Według niego w dzisiejszym świecie wybitni politycy, jak Churchill, czy Lincoln, naukowcy i odkrywcy jak Darwin i Skłodowska-Curie, czy pionierka nowoczesnego pielęgniarstwa Florence Nightingale zostaliby z góry spisani na straty. Tymczasem, gdyby nie oni, współczesny świat nie byłby tym, czym jest.

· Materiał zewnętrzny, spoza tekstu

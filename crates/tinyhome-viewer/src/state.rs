//! State management for the tiny-home viewer.
//!
//! Contains resource types and Bevy components used throughout the viewer.

use std::path::PathBuf;

use bevy::prelude::*;
use tinyhome_engine::camera::{CameraId, CameraInput};
use tinyhome_engine::config::{ColorScheme, EngineConfig};
use tinyhome_engine::fetch::LayoutRequest;
use tinyhome_engine::render_loop::RenderLoop;
use tinyhome_engine::{EngineError, NavigationController};

// ============================================================================
// RESOURCES
// ============================================================================

#[derive(Resource)]
pub struct Engine(pub NavigationController);

#[derive(Resource, Default)]
pub struct FrameLoop(pub RenderLoop);

/// Camera input gathered this frame, consumed by the render loop.
#[derive(Resource, Default)]
pub struct FrameInput(pub CameraInput);

/// Which renderer entities currently mirror the engine's scene.
#[derive(Resource, Default)]
pub struct SceneSync {
    pub revision: Option<u64>,
    pub permanent_spawned: bool,
    pub nodes: Vec<Entity>,
    pub camera: Option<(CameraId, Entity)>,
}

#[derive(Resource, Default)]
pub struct UiState {
    pub message: Option<String>,
    pub message_timer: f32,
}

impl UiState {
    pub fn show(&mut self, message: impl Into<String>) {
        self.message = Some(message.into());
        self.message_timer = 6.0;
    }
}

#[derive(Resource, Debug, Clone, Default)]
pub struct ViewerConfig {
    /// Layout service URL; preferences are POSTed here on every generate.
    pub endpoint: Option<String>,
    /// Layout JSON re-read on every generate; built-in demos when unset.
    pub layout_path: Option<PathBuf>,
    pub config_path: Option<PathBuf>,
    /// Overrides the configured colour scheme with seeded random tints.
    pub seed: Option<u64>,
    pub request: LayoutRequest,
}

impl ViewerConfig {
    pub fn from_args() -> Self {
        let argv: Vec<String> = std::env::args().collect();
        Self::from_argv(&argv)
    }

    /// Parse a full argv, program name first.
    pub fn from_argv(argv: &[String]) -> Self {
        Self::parse(argv.get(1..).unwrap_or_default())
    }

    pub fn parse(args: &[String]) -> Self {
        let mut config = Self::default();
        let mut i = 0;
        while i < args.len() {
            let value = args.get(i + 1).cloned();
            match (args[i].as_str(), value) {
                ("--endpoint" | "-e", Some(v)) => {
                    config.endpoint = Some(v);
                    i += 2;
                }
                ("--layout" | "-l", Some(v)) => {
                    config.layout_path = Some(PathBuf::from(v));
                    i += 2;
                }
                ("--config" | "-c", Some(v)) => {
                    config.config_path = Some(PathBuf::from(v));
                    i += 2;
                }
                ("--seed" | "-s", Some(v)) => {
                    config.seed = v.parse().ok();
                    i += 2;
                }
                ("--people", Some(v)) => {
                    if let Ok(n) = v.parse() {
                        config.request.num_people = n;
                    }
                    i += 2;
                }
                ("--budget", Some(v)) => {
                    config.request.budget = v;
                    i += 2;
                }
                ("--climate", Some(v)) => {
                    config.request.climate = v;
                    i += 2;
                }
                ("--needs", Some(v)) => {
                    config.request.needs = v;
                    i += 2;
                }
                ("--style", Some(v)) => {
                    config.request.style = v;
                    i += 2;
                }
                _ => i += 1,
            }
        }
        config
    }

    pub fn engine_config(&self) -> Result<EngineConfig, EngineError> {
        let mut config = match &self.config_path {
            Some(path) => {
                let body = std::fs::read_to_string(path)
                    .map_err(|e| EngineError::Config(format!("{}: {}", path.display(), e)))?;
                EngineConfig::from_json(&body)?
            }
            None => EngineConfig::default(),
        };
        if let Some(seed) = self.seed {
            config.color_scheme = ColorScheme::Random { seed };
        }
        Ok(config)
    }
}

// ============================================================================
// BEVY COMPONENTS
// ============================================================================

/// Renderer entity mirroring one engine scene node.
#[derive(Component)]
pub struct NodeEntity;

#[derive(Component)]
pub struct ViewCamera;

#[derive(Component)]
pub struct ExplanationText;

#[derive(Component)]
pub struct StatusText;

Churchill miał skłonność do depresji, pociąg do alkoholu i długiego wylegiwania się w łóżku

"Churchill miał skłonność do depresji, pociąg do alkoholu i długiego wylegiwania się w łóżku (...). Nie jestem pewien, czy we współczesnym świecie polityk, który przyznałby się, że boryka się z problemami psychicznymi zdołałby wznieść się na szczyty władzy" - zauważa Campbell.

Raport wskazuje, że 29 proc. ankietowanych uważa, iż osoba cierpiąca na psychiczne odchylenia nie jest zdolna do wykonywania pracy na odpowiedzialnym stanowisku.